A friend of mine recently said that while the phone has always weighed 10 lbs for him, this year it has become about 35. I know that is the case for many of us and one way people have tried to combat that is by sending more emails. In fact, I get so many non-client-related emails anymore I had to restructure my rules to filter it for me. Now don’t get me wrong – I love email and it definitely is a great medium for conversations. In fact just this week I have formed a new relationship with an individual who is charming, witty, and really interesting all through email. But, I still love the phone. There is nothing like a phone call to strengthen a relationship, clarify issues and create new ideas.
Yesterday in a conversation with a client, we were talking about a difficult situation he handled well for a client. It was an interesting story and one we are turning into a case study. Just because of the way he said something about the project got me thinking about a different way to approach his work and we then had an entire conversation about how that change could really put his process on its ear but at the same time improve the service he offers. It was an exciting conversation! But it wouldn’t have happened if we had been on email or instant message because the way he writes is different than how he speaks so that idea never would have been triggered.
So how do you pick up the phone? Here are a couple ways to help:
1. Make a deal with yourself that you can’t (fill in the blank) until you’ve made X calls. That may be get a cup of coffee, read your email, respond to something, etc. Whatever will be something you wouldn’t want to give up.

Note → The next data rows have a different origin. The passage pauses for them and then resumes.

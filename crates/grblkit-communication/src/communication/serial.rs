//! Serial port communication implementation
//!
//! Provides low-level serial port operations for direct hardware connection
//! to CNC controllers via USB or RS-232.
//!
//! Supports:
//! - Port enumeration and discovery
//! - Baud rate, parity, stop bit and flow control configuration
//! - DTR reset pulses
//! - Read timeouts so the reader can notice shutdown

use super::{ConnectionParams, Connector, SerialLink, SerialParity};
use grblkit_core::{ConnectionError, Result};
use std::io::{self, Read, Write};
use std::time::Duration;

/// Information about an available serial port
#[derive(Debug, Clone)]
pub struct SerialPortInfo {
    /// Port name (e.g., "/dev/ttyUSB0", "COM3")
    pub port_name: String,

    /// Port description (e.g., "USB Serial Port")
    pub description: String,

    /// Manufacturer name if available
    pub manufacturer: Option<String>,

    /// Serial number if available
    pub serial_number: Option<String>,

    /// USB vendor ID if applicable
    pub vid: Option<u16>,

    /// USB product ID if applicable
    pub pid: Option<u16>,
}

impl SerialPortInfo {
    /// Create a new port info
    pub fn new(port_name: impl Into<String>, description: impl Into<String>) -> Self {
        Self {
            port_name: port_name.into(),
            description: description.into(),
            manufacturer: None,
            serial_number: None,
            vid: None,
            pid: None,
        }
    }

    /// Set manufacturer
    pub fn with_manufacturer(mut self, manufacturer: impl Into<String>) -> Self {
        self.manufacturer = Some(manufacturer.into());
        self
    }

    /// Set serial number
    pub fn with_serial_number(mut self, serial_number: impl Into<String>) -> Self {
        self.serial_number = Some(serial_number.into());
        self
    }

    /// Set USB IDs
    pub fn with_usb_ids(mut self, vid: u16, pid: u16) -> Self {
        self.vid = Some(vid);
        self.pid = Some(pid);
        self
    }
}

/// List serial ports that look like CNC controllers
///
/// Best effort; filters to the usual USB-serial names:
/// - Windows: COM* (e.g., COM1, COM3)
/// - Linux: /dev/ttyUSB*, /dev/ttyACM*
/// - macOS: /dev/cu.usbserial-*, /dev/cu.usbmodem*
pub fn list_ports() -> Result<Vec<SerialPortInfo>> {
    let ports = serialport::available_ports().map_err(|e| {
        tracing::error!("Failed to enumerate serial ports: {}", e);
        ConnectionError::SerialError {
            reason: format!("Failed to enumerate ports: {}", e),
        }
    })?;

    Ok(ports
        .iter()
        .filter(|port| is_valid_cnc_port(&port.port_name))
        .map(|port| {
            let info = SerialPortInfo::new(&port.port_name, get_port_description(port));

            match &port.port_type {
                serialport::SerialPortType::UsbPort(usb_info) => {
                    let mut info = info.with_usb_ids(usb_info.vid, usb_info.pid);
                    if let Some(ref mfg) = usb_info.manufacturer {
                        info = info.with_manufacturer(mfg);
                    }
                    if let Some(ref serial) = usb_info.serial_number {
                        info = info.with_serial_number(serial);
                    }
                    info
                }
                _ => info,
            }
        })
        .collect())
}

/// Check if a port name matches CNC controller patterns
pub fn is_valid_cnc_port(port_name: &str) -> bool {
    if let Some(number) = port_name.strip_prefix("COM") {
        return !number.is_empty() && number.chars().all(|c| c.is_ascii_digit());
    }

    if port_name.starts_with("/dev/ttyUSB") || port_name.starts_with("/dev/ttyACM") {
        return true;
    }

    port_name.starts_with("/dev/cu.usbserial-") || port_name.starts_with("/dev/cu.usbmodem")
}

/// Get a user-friendly description for a port
fn get_port_description(port: &serialport::SerialPortInfo) -> String {
    match &port.port_type {
        serialport::SerialPortType::UsbPort(usb_info) => {
            format!(
                "USB {} {}",
                usb_info.manufacturer.as_deref().unwrap_or("Device"),
                usb_info.product.as_deref().unwrap_or("Serial Port")
            )
        }
        serialport::SerialPortType::BluetoothPort => "Bluetooth Serial".to_string(),
        serialport::SerialPortType::PciPort => "PCI Serial".to_string(),
        _ => "Serial Port".to_string(),
    }
}

/// Convert a parity setting to serialport format
fn to_serialport_parity(parity: SerialParity) -> serialport::Parity {
    match parity {
        SerialParity::None => serialport::Parity::None,
        SerialParity::Even => serialport::Parity::Even,
        SerialParity::Odd => serialport::Parity::Odd,
    }
}

fn invalid(reason: String) -> ConnectionError {
    ConnectionError::InvalidParameters { reason }
}

/// Real serial port implementation using serialport crate
pub struct RealSerialPort {
    name: String,
    port: Box<dyn serialport::SerialPort>,
}

impl RealSerialPort {
    /// Open a serial port with the given parameters
    pub fn open(params: &ConnectionParams) -> Result<Self> {
        if params.port.is_empty() {
            return Err(invalid("no port given".to_string()).into());
        }

        let data_bits = match params.data_bits {
            5 => serialport::DataBits::Five,
            6 => serialport::DataBits::Six,
            7 => serialport::DataBits::Seven,
            8 => serialport::DataBits::Eight,
            other => return Err(invalid(format!("Invalid data bits: {}", other)).into()),
        };
        let stop_bits = match params.stop_bits {
            1 => serialport::StopBits::One,
            2 => serialport::StopBits::Two,
            other => return Err(invalid(format!("Invalid stop bits: {}", other)).into()),
        };

        let port = serialport::new(&params.port, params.baud_rate)
            .timeout(Duration::from_millis(params.read_timeout_ms))
            .data_bits(data_bits)
            .stop_bits(stop_bits)
            .parity(to_serialport_parity(params.parity))
            .flow_control(if params.flow_control {
                serialport::FlowControl::Hardware
            } else {
                serialport::FlowControl::None
            })
            .open()
            .map_err(|e| {
                tracing::warn!("Failed to open serial port {}: {}", params.port, e);
                ConnectionError::FailedToOpen {
                    port: params.port.clone(),
                    reason: e.to_string(),
                }
            })?;

        Ok(RealSerialPort {
            name: params.port.clone(),
            port,
        })
    }
}

fn to_io(e: serialport::Error) -> io::Error {
    io::Error::other(e.to_string())
}

impl SerialLink for RealSerialPort {
    fn name(&self) -> &str {
        &self.name
    }

    fn read(&mut self, buf: &mut [u8]) -> io::Result<usize> {
        self.port.read(buf)
    }

    fn write_all(&mut self, data: &[u8]) -> io::Result<()> {
        self.port.write_all(data)?;
        self.port.flush()
    }

    fn clear_buffers(&mut self) -> io::Result<()> {
        self.port
            .clear(serialport::ClearBuffer::All)
            .map_err(to_io)
    }

    fn pulse_reset(&mut self) -> io::Result<()> {
        self.port.write_data_terminal_ready(false).map_err(to_io)?;
        std::thread::sleep(Duration::from_millis(50));
        self.port.write_data_terminal_ready(true).map_err(to_io)
    }

    fn try_clone_link(&self) -> io::Result<Box<dyn SerialLink>> {
        let port = self.port.try_clone().map_err(to_io)?;
        Ok(Box::new(RealSerialPort {
            name: self.name.clone(),
            port,
        }))
    }
}

/// Opens hardware serial ports
#[derive(Debug, Clone, Copy, Default)]
pub struct SerialConnector;

impl Connector for SerialConnector {
    fn open(&self, params: &ConnectionParams) -> Result<Box<dyn SerialLink>> {
        Ok(Box::new(RealSerialPort::open(params)?))
    }
}
//! Line framing and the connection handshake
//!
//! GRBL speaks `\n`-terminated UTF-8 lines (answers end in `\r\n`) with
//! single real-time bytes mixed into the host-to-device direction. This module
//! owns the framing in both directions and the reset-and-banner handshake
//! that opens a session.

use super::{is_timeout, ConnectionParams, Connector, SerialLink};
use grblkit_core::{ConnectionError, Result};
use parking_lot::Mutex;
use std::io;
use std::sync::Arc;
use std::time::{Duration, Instant};

/// Write half of a link, shared by the writer, the poller and the facade
pub type SharedLink = Arc<Mutex<Box<dyn SerialLink>>>;

/// Frames incoming bytes into lines
pub struct LineReader {
    link: Box<dyn SerialLink>,
    pending: Vec<u8>,
    scratch: [u8; 256],
}

impl LineReader {
    /// Wrap the read half of a link
    pub fn new(link: Box<dyn SerialLink>) -> Self {
        Self {
            link,
            pending: Vec::new(),
            scratch: [0; 256],
        }
    }

    /// Port name
    pub fn name(&self) -> &str {
        self.link.name()
    }

    fn take_line(&mut self) -> Option<String> {
        let end = self.pending.iter().position(|&b| b == b'\n')?;
        let raw: Vec<u8> = self.pending.drain(..=end).collect();
        let line = String::from_utf8_lossy(&raw[..end]);
        Some(line.trim_end_matches('\r').to_string())
    }

    /// Next complete line, or `Ok(None)` if none arrived within the link's
    /// read timeout. Errors other than timeouts mean the link is gone.
    pub fn read_line(&mut self) -> io::Result<Option<String>> {
        loop {
            if let Some(line) = self.take_line() {
                return Ok(Some(line));
            }
            match self.link.read(&mut self.scratch) {
                Ok(0) => return Ok(None),
                Ok(n) => self.pending.extend_from_slice(&self.scratch[..n]),
                Err(e) if is_timeout(&e) => return Ok(None),
                Err(e) => return Err(e),
            }
        }
    }
}

/// Write one line followed by `\n`
pub fn write_line(link: &SharedLink, line: &str) -> io::Result<()> {
    let mut framed = Vec::with_capacity(line.len() + 1);
    framed.extend_from_slice(line.as_bytes());
    framed.push(b'\n');
    link.lock().write_all(&framed)
}

/// Write one unframed real-time byte
pub fn write_realtime(link: &SharedLink, byte: u8) -> io::Result<()> {
    link.lock().write_all(&[byte])
}

/// Handshake parameters
#[derive(Debug, Clone, PartialEq, Eq)]
pub struct HandshakeConfig {
    /// Text the startup banner must contain
    pub signature: String,
    /// Wait after the reset pulse before talking to the device
    pub settle: Duration,
    /// How long to wait for the banner
    pub timeout: Duration,
}

impl Default for HandshakeConfig {
    fn default() -> Self {
        Self {
            signature: "Grbl".to_string(),
            settle: Duration::from_secs(2),
            timeout: Duration::from_secs(5),
        }
    }
}

/// An open, identified session
pub struct Handshake {
    /// Write half
    pub writer: Box<dyn SerialLink>,
    /// Read half
    pub reader: LineReader,
    /// The banner line that matched the signature
    pub banner: String,
    /// Lines that followed the banner during the handshake, for the decoder
    pub trailing: Vec<String>,
}

fn serial_error(context: &str, e: io::Error) -> ConnectionError {
    ConnectionError::SerialError {
        reason: format!("{}: {}", context, e),
    }
}

/// Open a link, reset the device and wait for its banner.
///
/// Blocking; run it off the async runtime.
pub fn handshake(
    connector: &dyn Connector,
    params: &ConnectionParams,
    config: &HandshakeConfig,
) -> Result<Handshake> {
    let mut link = connector.open(params)?;
    link.clear_buffers()
        .map_err(|e| serial_error("clear buffers", e))?;
    link.pulse_reset()
        .map_err(|e| serial_error("reset pulse", e))?;
    std::thread::sleep(config.settle);
    link.write_all(b"\n")
        .map_err(|e| serial_error("wake-up line", e))?;

    let writer = link
        .try_clone_link()
        .map_err(|e| serial_error("clone port", e))?;
    let mut reader = LineReader::new(link);

    let deadline = Instant::now() + config.timeout;
    let banner = loop {
        match reader.read_line() {
            Ok(Some(line)) if line.contains(&config.signature) => break line,
            Ok(Some(line)) => tracing::debug!("Handshake skipped '{}'", line),
            Ok(None) => {}
            Err(e) => return Err(serial_error("read", e).into()),
        }
        if Instant::now() >= deadline {
            tracing::warn!(
                "No '{}' banner from {} within {:?}",
                config.signature,
                params.port,
                config.timeout
            );
            return Err(ConnectionError::HandshakeFailed {
                port: params.port.clone(),
                signature: config.signature.clone(),
                timeout_ms: config.timeout.as_millis() as u64,
            }
            .into());
        }
    };

    // The wake-up line earns an `ok` that no queued command owns
    let mut trailing = Vec::new();
    loop {
        match reader.read_line() {
            Ok(Some(line)) if line == "ok" => break,
            Ok(Some(line)) => trailing.push(line),
            Ok(None) => break,
            Err(e) => return Err(serial_error("read", e).into()),
        }
    }

    tracing::info!("Connected to {} ({})", params.port, banner);
    Ok(Handshake {
        writer,
        reader,
        banner,
        trailing,
    })
}
//! In-memory serial link
//!
//! `MockLink` stands in for a device in tests and demos. Bytes written to it
//! are framed the way GRBL frames them: real-time bytes are picked off
//! immediately and everything else is collected into `\n`-terminated lines.
//! A responder closure sees each framed line and each real-time byte and
//! returns the lines the simulated device answers with.
//!
//! Clones share state, so a test can keep one handle while the controller
//! owns another.

use super::{ConnectionParams, Connector, SerialLink};
use crate::firmware::grbl::realtime::RealtimeCommand;
use grblkit_core::{ConnectionError, Result};
use parking_lot::{Condvar, Mutex};
use std::collections::VecDeque;
use std::io;
use std::sync::Arc;
use std::time::Duration;

/// What the simulated device just received
#[derive(Debug, Clone, Copy, PartialEq, Eq)]
pub enum MockInput<'a> {
    /// A complete line, CR and LF stripped
    Line(&'a str),
    /// A real-time byte
    Realtime(u8),
}

type Responder = Box<dyn FnMut(MockInput<'_>) -> Vec<String> + Send>;

#[derive(Default)]
struct MockState {
    inbound: VecDeque<u8>,
    partial: Vec<u8>,
    lines: Vec<String>,
    realtime: Vec<u8>,
    banner: Option<String>,
    responder: Option<Responder>,
    refused: Vec<u8>,
    closed: bool,
}

impl MockState {
    fn push_inbound(&mut self, line: &str) {
        self.inbound.extend(line.as_bytes());
        self.inbound.extend(b"\r\n");
    }

    fn respond(&mut self, input: MockInput<'_>) {
        let Some(mut responder) = self.responder.take() else {
            return;
        };
        for reply in responder(input) {
            self.push_inbound(&reply);
        }
        self.responder = Some(responder);
    }

    fn queue_banner(&mut self) {
        if let Some(banner) = self.banner.clone() {
            self.push_inbound(&banner);
        }
    }
}

struct Shared {
    state: Mutex<MockState>,
    readable: Condvar,
}

/// Simulated serial link
#[derive(Clone)]
pub struct MockLink {
    name: String,
    read_timeout: Duration,
    shared: Arc<Shared>,
}

impl MockLink {
    /// Create a silent link
    pub fn new(name: impl Into<String>) -> Self {
        Self {
            name: name.into(),
            read_timeout: Duration::from_millis(20),
            shared: Arc::new(Shared {
                state: Mutex::new(MockState::default()),
                readable: Condvar::new(),
            }),
        }
    }

    /// Line sent after a DTR pulse or a soft reset
    pub fn with_banner(self, banner: impl Into<String>) -> Self {
        self.shared.state.lock().banner = Some(banner.into());
        self
    }

    /// Install the device behaviour
    pub fn set_responder<F>(&self, responder: F)
    where
        F: FnMut(MockInput<'_>) -> Vec<String> + Send + 'static,
    {
        self.shared.state.lock().responder = Some(Box::new(responder));
    }

    /// Inject an unsolicited line from the device
    pub fn push_line(&self, line: &str) {
        self.shared.state.lock().push_inbound(line);
        self.shared.readable.notify_all();
    }

    /// Every line the host has written so far
    pub fn written_lines(&self) -> Vec<String> {
        self.shared.state.lock().lines.clone()
    }

    /// Every real-time byte the host has written so far
    pub fn realtime_bytes(&self) -> Vec<u8> {
        self.shared.state.lock().realtime.clone()
    }

    /// Simulate the cable being pulled: reads and writes fail from now on
    pub fn close(&self) {
        self.shared.state.lock().closed = true;
        self.shared.readable.notify_all();
    }

    /// Fail any write containing `byte`; other traffic keeps flowing
    pub fn refuse_byte(&self, byte: u8) {
        self.shared.state.lock().refused.push(byte);
    }

    fn broken() -> io::Error {
        io::Error::new(io::ErrorKind::BrokenPipe, "mock link closed")
    }
}

impl std::fmt::Debug for MockLink {
    fn fmt(&self, f: &mut std::fmt::Formatter<'_>) -> std::fmt::Result {
        f.debug_struct("MockLink").field("name", &self.name).finish()
    }
}

impl SerialLink for MockLink {
    fn name(&self) -> &str {
        &self.name
    }

    fn read(&mut self, buf: &mut [u8]) -> io::Result<usize> {
        let mut state = self.shared.state.lock();
        if state.inbound.is_empty() && !state.closed {
            self.shared
                .readable
                .wait_for(&mut state, self.read_timeout);
        }
        if state.closed {
            return Err(Self::broken());
        }
        if state.inbound.is_empty() {
            return Err(io::Error::new(io::ErrorKind::TimedOut, "no data"));
        }
        let n = buf.len().min(state.inbound.len());
        for (slot, byte) in buf.iter_mut().zip(state.inbound.drain(..n)) {
            *slot = byte;
        }
        Ok(n)
    }

    fn write_all(&mut self, data: &[u8]) -> io::Result<()> {
        let mut state = self.shared.state.lock();
        if state.closed {
            return Err(Self::broken());
        }
        if data.iter().any(|b| state.refused.contains(b)) {
            return Err(io::Error::new(io::ErrorKind::Other, "write refused"));
        }
        for &byte in data {
            if RealtimeCommand::is_realtime_byte(byte) {
                state.realtime.push(byte);
                if byte == RealtimeCommand::Reset.byte() {
                    state.partial.clear();
                    state.queue_banner();
                }
                state.respond(MockInput::Realtime(byte));
            } else if byte == b'\n' {
                let raw = std::mem::take(&mut state.partial);
                let line = String::from_utf8_lossy(&raw).trim_end_matches('\r').to_string();
                state.lines.push(line.clone());
                state.respond(MockInput::Line(&line));
            } else {
                state.partial.push(byte);
            }
        }
        drop(state);
        self.shared.readable.notify_all();
        Ok(())
    }

    fn clear_buffers(&mut self) -> io::Result<()> {
        let mut state = self.shared.state.lock();
        state.inbound.clear();
        state.partial.clear();
        Ok(())
    }

    fn pulse_reset(&mut self) -> io::Result<()> {
        let mut state = self.shared.state.lock();
        if state.closed {
            return Err(Self::broken());
        }
        state.partial.clear();
        state.queue_banner();
        drop(state);
        self.shared.readable.notify_all();
        Ok(())
    }

    fn try_clone_link(&self) -> io::Result<Box<dyn SerialLink>> {
        Ok(Box::new(self.clone()))
    }
}

/// Hands out clones of one [`MockLink`]
#[derive(Debug, Clone)]
pub struct MockConnector {
    link: MockLink,
}

impl MockConnector {
    /// Connector that always opens `link`
    pub fn new(link: MockLink) -> Self {
        Self { link }
    }
}

impl Connector for MockConnector {
    fn open(&self, params: &ConnectionParams) -> Result<Box<dyn SerialLink>> {
        if self.link.shared.state.lock().closed {
            return Err(ConnectionError::FailedToOpen {
                port: params.port.clone(),
                reason: "mock link closed".to_string(),
            }
            .into());
        }
        Ok(Box::new(self.link.clone()))
    }
}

2. Create your call list so that every 7-10 calls is one to someone who is fun. That might be a client, a networking partner, a vendor, etc. (it should be work related; after all, you are at WORK) but someone that will take your call and be interesting. That way when you make the next call, your attitude will come through.
3. Take a break – don’t spend 4 hours making calls straight. While you’ll get through your list, how likely is in that the call at the end of hour four sounds as confident and passionate as the first three did?
4. Don’t fall into the research trap. If you find you spend your mornings researching the people you are planning to call and then don’t get your calls done, try setting a timer. Identify the key things you need to know about the company or person and then give yourself a specific amount of time to find it. Whether you find it or not, make the call.
5. Create your call lists the night before. It can be at the end of your work day, but never make a list first thing in the morning. By the time you finish it you will have missed peak call times and other things will demand your attention.
Whatever you do, don’t lose sight of the value of the phone. It is a key tool to any small business!